SOURCE MATERIAL →

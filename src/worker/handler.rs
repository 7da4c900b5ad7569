//! Background fetch worker.
//!
//! [`FetchWorker`] owns the [`LaunchSource`] and answers [`WorkerMessage`]s
//! one at a time. In interactive mode it runs as a tokio task fed by an
//! unbounded channel, so fetches stay in flight while the event loop keeps
//! handling input. One-shot commands call [`FetchWorker::handle_message`]
//! directly.

use crate::domain::error::{ExplorerError, Result};
use crate::source::LaunchSource;
use crate::worker::{WorkerMessage, WorkerResponse};
use tokio::sync::mpsc;
use tokio::task::JoinHandle;

/// Owner of the launch source.
#[derive(Debug)]
pub struct FetchWorker<L> {
    source: L,
}

impl<L: LaunchSource> FetchWorker<L> {
    /// Creates a worker around `source`.
    pub const fn new(source: L) -> Self {
        Self { source }
    }

    /// Underlying source.
    pub const fn source(&self) -> &L {
        &self.source
    }

    /// Performs one request and converts the outcome into a response.
    ///
    /// Never fails: source errors become the `*Failed` response variants.
    pub async fn handle_message(&self, message: WorkerMessage) -> WorkerResponse {
        tracing::debug!(message_type = message.kind(), "worker handling message");

        match message {
            WorkerMessage::FetchLaunches { force } => {
                if force {
                    self.source.invalidate().await;
                }
                match self.source.fetch_launches().await {
                    Ok(launches) => {
                        tracing::debug!(count = launches.len(), force, "launches fetched");
                        WorkerResponse::LaunchesLoaded { launches }
                    }
                    Err(e) => {
                        tracing::warn!(error = %e, "launch list unavailable");
                        WorkerResponse::LaunchesFailed { message: e.to_string() }
                    }
                }
            }
            WorkerMessage::FetchRocket { id } => match self.source.fetch_rocket(&id).await {
                Ok(rocket) => {
                    tracing::debug!(rocket_id = %id, "rocket fetched");
                    WorkerResponse::RocketLoaded { rocket }
                }
                Err(e) => {
                    tracing::warn!(rocket_id = %id, error = %e, "rocket unavailable");
                    WorkerResponse::RocketFailed { id, message: e.to_string() }
                }
            },
        }
    }
}

impl<L: LaunchSource + 'static> FetchWorker<L> {
    /// Serves requests until the request channel closes or nobody listens.
    pub async fn run(
        self,
        mut requests: mpsc::UnboundedReceiver<WorkerMessage>,
        responses: mpsc::UnboundedSender<WorkerResponse>,
    ) {
        while let Some(message) = requests.recv().await {
            let response = self.handle_message(message).await;
            if responses.send(response).is_err() {
                tracing::debug!("response receiver dropped, stopping worker");
                break;
            }
        }
        tracing::debug!("fetch worker stopped");
    }

    /// Spawns the worker on the current tokio runtime.
    #[must_use]
    pub fn spawn(self) -> WorkerHandle {
        let (request_tx, request_rx) = mpsc::unbounded_channel();
        let (response_tx, response_rx) = mpsc::unbounded_channel();
        let task = tokio::spawn(self.run(request_rx, response_tx));

        WorkerHandle {
            requests: request_tx,
            responses: response_rx,
            task,
        }
    }
}

/// Event-loop side of a spawned [`FetchWorker`].
#[derive(Debug)]
pub struct WorkerHandle {
    requests: mpsc::UnboundedSender<WorkerMessage>,
    responses: mpsc::UnboundedReceiver<WorkerResponse>,
    task: JoinHandle<()>,
}

impl WorkerHandle {
    /// Queues a request.
    ///
    /// # Errors
    ///
    /// Returns [`ExplorerError::Worker`] if the worker task has stopped.
    pub fn post(&self, message: WorkerMessage) -> Result<()> {
        self.requests
            .send(message)
            .map_err(|e| ExplorerError::Worker(format!("worker stopped, dropped {}", e.0.kind())))
    }

    /// Waits for the next response. `None` once the worker has stopped.
    pub async fn recv(&mut self) -> Option<WorkerResponse> {
        self.responses.recv().await
    }

    /// Stops the worker, abandoning any in-flight request.
    pub fn shutdown(self) {
        self.task.abort();
    }
}

#[cfg(test)]
mod tests {
    use super::*;
    use crate::domain::{Launch, Rocket};
    use async_trait::async_trait;
    use std::sync::atomic::{AtomicUsize, Ordering};

    #[derive(Default)]
    struct FakeSource {
        invalidations: AtomicUsize,
    }

    #[async_trait]
    impl LaunchSource for FakeSource {
        async fn fetch_launches(&self) -> Result<Vec<Launch>> {
            Ok(vec![Launch::new("1", "FalconSat", "2006-03-24T22:30:00.000Z")])
        }

        async fn fetch_rocket(&self, id: &str) -> Result<Rocket> {
            Err(ExplorerError::Source(format!("no rocket {id}")))
        }

        async fn invalidate(&self) {
            self.invalidations.fetch_add(1, Ordering::SeqCst);
        }
    }

    #[tokio::test]
    async fn forced_fetch_invalidates_first() {
        let worker = FetchWorker::new(FakeSource::default());

        let response = worker.handle_message(WorkerMessage::FetchLaunches { force: true }).await;
        assert!(matches!(response, WorkerResponse::LaunchesLoaded { ref launches } if launches.len() == 1));
        assert_eq!(worker.source().invalidations.load(Ordering::SeqCst), 1);

        worker.handle_message(WorkerMessage::FetchLaunches { force: false }).await;
        assert_eq!(worker.source().invalidations.load(Ordering::SeqCst), 1);
    }

    #[tokio::test]
    async fn spawned_worker_round_trip() {
        let mut handle = FetchWorker::new(FakeSource::default()).spawn();

        handle
            .post(WorkerMessage::FetchRocket { id: "falcon1".into() })
            .expect("worker accepts request");

        let response = handle.recv().await.expect("worker responds");
        assert_eq!(
            response,
            WorkerResponse::RocketFailed {
                id: "falcon1".into(),
                message: "Data source error: no rocket falcon1".into(),
            }
        );
        handle.shutdown();
    }
}
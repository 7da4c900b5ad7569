//! Shared rendering utilities.
//!
//! Components draw into a [`Canvas`], a string buffer that knows the theme,
//! the terminal width, and whether ANSI styling is wanted. Frames are built
//! line by line and written to the terminal in one go by the binary, which
//! keeps rendering testable.
//!
//! All widths and highlight ranges are in characters, not bytes.

use crate::ui::theme::Theme;

/// Line-oriented frame buffer.
#[derive(Debug)]
pub struct Canvas<'a> {
    out: String,
    theme: &'a Theme,
    cols: usize,
    color: bool,
    lines: usize,
}

impl<'a> Canvas<'a> {
    /// Creates an empty canvas. With `color == false` every style call is a no-op.
    #[must_use]
    pub fn new(theme: &'a Theme, cols: usize, color: bool) -> Self {
        Self {
            out: String::new(),
            theme,
            cols,
            color,
            lines: 0,
        }
    }

    /// Active theme.
    #[must_use]
    pub const fn theme(&self) -> &'a Theme {
        self.theme
    }

    /// Terminal width in columns.
    #[must_use]
    pub const fn cols(&self) -> usize {
        self.cols
    }

    /// Lines finished so far.
    #[must_use]
    pub const fn lines(&self) -> usize {
        self.lines
    }

    /// Sets the foreground color.
    pub fn fg(&mut self, hex: &str) -> &mut Self {
        if self.color {
            self.out.push_str(&Theme::fg(hex));
        }
        self
    }

    /// Sets the background color.
    pub fn bg(&mut self, hex: &str) -> &mut Self {
        if self.color {
            self.out.push_str(&Theme::bg(hex));
        }
        self
    }

    pub fn bold(&mut self) -> &mut Self {
        if self.color {
            self.out.push_str(Theme::bold());
        }
        self
    }

    pub fn dim(&mut self) -> &mut Self {
        if self.color {
            self.out.push_str(Theme::dim());
        }
        self
    }

    pub fn reset(&mut self) -> &mut Self {
        if self.color {
            self.out.push_str(Theme::reset());
        }
        self
    }

    /// Appends unstyled text.
    pub fn text(&mut self, text: &str) -> &mut Self {
        self.out.push_str(text);
        self
    }

    /// Appends `n` spaces.
    pub fn pad(&mut self, n: usize) -> &mut Self {
        self.out.extend(std::iter::repeat(' ').take(n));
        self
    }

    /// Ends the current line, resetting styles first.
    pub fn newline(&mut self) -> &mut Self {
        self.reset();
        self.out.push('\n');
        self.lines += 1;
        self
    }

    /// Writes `text` centered on its own line.
    pub fn centered(&mut self, text: &str) -> &mut Self {
        let text = truncate(text, self.cols);
        let len = text.chars().count();
        let left = self.cols.saturating_sub(len) / 2;
        let right = self.cols.saturating_sub(left + len);
        self.pad(left).text(&text).pad(right);
        self.newline()
    }

    /// Draws a horizontal rule in `color`.
    pub fn rule(&mut self, color: &str) -> &mut Self {
        let line = "─".repeat(self.cols);
        self.fg(color).text(&line);
        self.newline()
    }

    /// Writes `text` with the character `ranges` highlighted.
    ///
    /// On a selected row the highlight is skipped so the selection colors stay
    /// intact.
    pub fn highlighted(&mut self, text: &str, ranges: &[(usize, usize)], is_selected: bool) -> &mut Self {
        if ranges.is_empty() || is_selected || !self.color {
            return self.text(text);
        }

        let chars: Vec<char> = text.chars().collect();
        let mut pos = 0;
        for &(start, end) in ranges {
            let start = start.min(chars.len());
            let end = end.min(chars.len());
            if start < pos || start >= end {
                continue;
            }
            let before: String = chars[pos..start].iter().collect();
            let matched: String = chars[start..end].iter().collect();
            let colors = &self.theme.colors;
            let (fg, bg, normal) = (
                colors.match_highlight_fg.clone(),
                colors.match_highlight_bg.clone(),
                colors.text_normal.clone(),
            );
            self.text(&before).fg(&fg).bg(&bg).text(&matched).reset().fg(&normal);
            pos = end;
        }
        let rest: String = chars[pos..].iter().collect();
        self.text(&rest)
    }

    /// Consumes the canvas, returning the frame.
    #[must_use]
    pub fn finish(self) -> String {
        self.out
    }
}

/// Shortens `text` to at most `width` characters, ending in `...` when cut.
///
/// # Examples
///
/// ```
/// use spacex_explorer::ui::helpers::truncate;
///
/// assert_eq!(truncate("Starlink-15 (v1.0)", 10), "Starlin...");
/// assert_eq!(truncate("CRS-20", 10), "CRS-20");
/// ```
#[must_use]
pub fn truncate(text: &str, width: usize) -> String {
    if text.chars().count() <= width {
        return text.to_string();
    }
    if width <= 3 {
        return text.chars().take(width).collect();
    }
    let mut cut: String = text.chars().take(width - 3).collect();
    cut.push_str("...");
    cut
}

/// Character ranges where `needle` occurs in `text`, ignoring case.
///
/// Matches are non-overlapping and scanned left to right. An empty needle
/// matches nothing.
///
/// # Examples
///
/// ```
/// use spacex_explorer::ui::helpers::match_ranges;
///
/// assert_eq!(match_ranges("Starlink-5 Starlink", "STAR"), vec![(0, 4), (11, 15)]);
/// assert!(match_ranges("CRS-20", "").is_empty());
/// ```
#[must_use]
pub fn match_ranges(text: &str, needle: &str) -> Vec<(usize, usize)> {
    let hay: Vec<char> = text.chars().collect();
    let pat: Vec<char> = needle.chars().collect();
    if pat.is_empty() || pat.len() > hay.len() {
        return vec![];
    }

    let same = |a: char, b: char| a == b || a.to_lowercase().eq(b.to_lowercase());

    let mut ranges = Vec::new();
    let mut i = 0;
    while i + pat.len() <= hay.len() {
        if hay[i..i + pat.len()].iter().zip(&pat).all(|(&a, &b)| same(a, b)) {
            ranges.push((i, i + pat.len()));
            i += pat.len();
        } else {
            i += 1;
        }
    }
    ranges
}

/// Greedy word wrap to `width` characters per line.
///
/// Words longer than a line are hard-split.
#[must_use]
pub fn wrap(text: &str, width: usize) -> Vec<String> {
    let width = width.max(1);
    let mut lines = Vec::new();
    let mut line = String::new();
    let mut line_len = 0;

    for word in text.split_whitespace() {
        let mut word: Vec<char> = word.chars().collect();
        while word.len() > width {
            if line_len > 0 {
                lines.push(std::mem::take(&mut line));
                line_len = 0;
            }
            lines.push(word.drain(..width).collect());
        }
        if word.is_empty() {
            continue;
        }
        let needed = if line_len == 0 { word.len() } else { line_len + 1 + word.len() };
        if needed > width {
            lines.push(std::mem::take(&mut line));
            line_len = 0;
        }
        if line_len > 0 {
            line.push(' ');
            line_len += 1;
        }
        line.extend(word.iter());
        line_len += word.len();
    }
    if line_len > 0 {
        lines.push(line);
    }
    lines
}

#[cfg(test)]
mod tests {
    use super::*;

    #[test]
    fn plain_canvas_has_no_escapes() {
        let theme = Theme::default();
        let mut canvas = Canvas::new(&theme, 10, false);
        canvas.bold().fg("#ffffff").text("hi").newline();
        canvas.centered("mid");

        assert_eq!(canvas.lines(), 2);
        assert_eq!(canvas.finish(), "hi\n   mid    \n");
    }

    #[test]
    fn rule_spans_the_width() {
        let theme = Theme::default();
        let mut canvas = Canvas::new(&theme, 6, false);
        canvas.rule("#45475a").centered("too long for six");

        assert_eq!(canvas.finish(), "──────\ntoo...\n");
    }

    #[test]
    fn highlight_wraps_matches_in_color() {
        let theme = Theme::default();
        let mut canvas = Canvas::new(&theme, 40, true);
        canvas.highlighted("Starlink", &[(0, 4)], false);
        let out = canvas.finish();

        assert!(out.contains(&Theme::bg(&theme.colors.match_highlight_bg)));
        assert!(out.ends_with("link"));
    }

    #[test]
    fn truncation_counts_characters() {
        assert_eq!(truncate("Ünïcödé launch", 7), "Ünïc...");
        assert_eq!(truncate("abcdef", 2), "ab");
    }

    #[test]
    fn wraps_on_word_boundaries() {
        let lines = wrap("Engine failure at 33 seconds and loss of vehicle", 16);
        assert_eq!(lines, vec!["Engine failure", "at 33 seconds", "and loss of", "vehicle"]);
        assert_eq!(wrap("abcdefgh", 3), vec!["abc", "def", "gh"]);
        assert!(wrap("   ", 10).is_empty());
    }
}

WHAT YOU NEED TO DO → Your output should be an exact copy of the lines from the top of the listing above to the line with "pub const fn source(&self)", both ends included.

RESULT FOR THIS EXERCISE →
filename src/worker/handler.rs
repository 7da4c900b5ad7569
//! Background fetch worker.
//!
//! [`FetchWorker`] owns the [`LaunchSource`] and answers [`WorkerMessage`]s
//! one at a time. In interactive mode it runs as a tokio task fed by an
//! unbounded channel, so fetches stay in flight while the event loop keeps
//! handling input. One-shot commands call [`FetchWorker::handle_message`]
//! directly.

use crate::domain::error::{ExplorerError, Result};
use crate::source::LaunchSource;
use crate::worker::{WorkerMessage, WorkerResponse};
use tokio::sync::mpsc;
use tokio::task::JoinHandle;

/// Owner of the launch source.
#[derive(Debug)]
pub struct FetchWorker<L> {
    source: L,
}

impl<L: LaunchSource> FetchWorker<L> {
    /// Creates a worker around `source`.
    pub const fn new(source: L) -> Self {
        Self { source }
    }

    /// Underlying source.
    pub const fn source(&self) -> &L {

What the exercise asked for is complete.